With apologies to a certain young girl named Virginia, Kennedy had basically said, “Yes, Michelle, there is a Santa Claus and there will always be one for you and all children of the world. Bet on it.”

Kennedy was into Christmas and adored children: Each year, his family gave each other oranges and walnuts as presents.

It was first lady Jackie Kennedy who would begin the tradition of choosing a theme for the White House Christmas tree later that year, when she dressed the tree in ornaments representing the “Nutcracker” ballet.

Their daughter, Caroline, loved Christmas so much, she grew up to write a book about it.

JFK once said of the holiday, “For uncounted millions, Christmas expresses the deepest hopes for a world of peace where love rather than mistrust will flourish between neighbors.”

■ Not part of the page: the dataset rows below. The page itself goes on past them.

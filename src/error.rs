//! Error types for the contract loader

use std::path::PathBuf;
use thiserror::Error;

/// Result type alias
pub type Result<T> = std::result::Result<T, LoaderError>;

/// Main error type for the library
#[derive(Debug, Error)]
pub enum LoaderError {
    /// ABI file could not be opened or read
    #[error("Failed to read ABI file {path:?}: {source}")]
    AbiRead {
        path: PathBuf,
        #[source]
        source: std::io::Error,
    },

    /// ABI file is not valid JSON (or not a valid ABI for typed loads)
    #[error("Failed to parse ABI file {path:?}: {source}")]
    AbiParse {
        path: PathBuf,
        #[source]
        source: serde_json::Error,
    },

    /// Configuration error
    #[error("Configuration error: {0}")]
    Configuration(String),

    /// Missing or malformed credentials
    #[error("Credentials error: {0}")]
    Credentials(String),

    /// Provider error
    #[error("Provider error: {0}")]
    Provider(String),

    /// Contract call error
    #[error("Contract call error: {0}")]
    Contract(String),

    /// Transaction error
    #[error("Transaction error: {0}")]
    Transaction(String),
}

impl From<config::ConfigError> for LoaderError {
    fn from(e: config::ConfigError) -> Self {
        LoaderError::Configuration(e.to_string())
    }
}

But it had been a tough year for Jack.

April brought the disastrous Bay of Pigs fiasco. The CIA had led him into a trap — one that he would never forgive, or forget.

Kennedy vowed to smash the CIA “into a thousand pieces,” a statement that may have cost him his life.

June brought the equally disastrous summit meeting with Russian Premier Nikita Khrushchev in Vienna. And to top it all off, on August 13, 1961, the East Germans built a wall between East and West Berlin.

At this time in history, American children were told that if there was a nuclear blast they would be safe if they just got under their school desks.

Back in 1961, it was the Russians — funny, some things never change — versus the Americans. At least back then, everyone knew who the bad guys were.

The letter was mailed back to Michigan, and a carbon copy was preserved in the president’s papers. The John F. Kennedy Presidential Library and Museum in Boston showcases the letter around Christmas each year.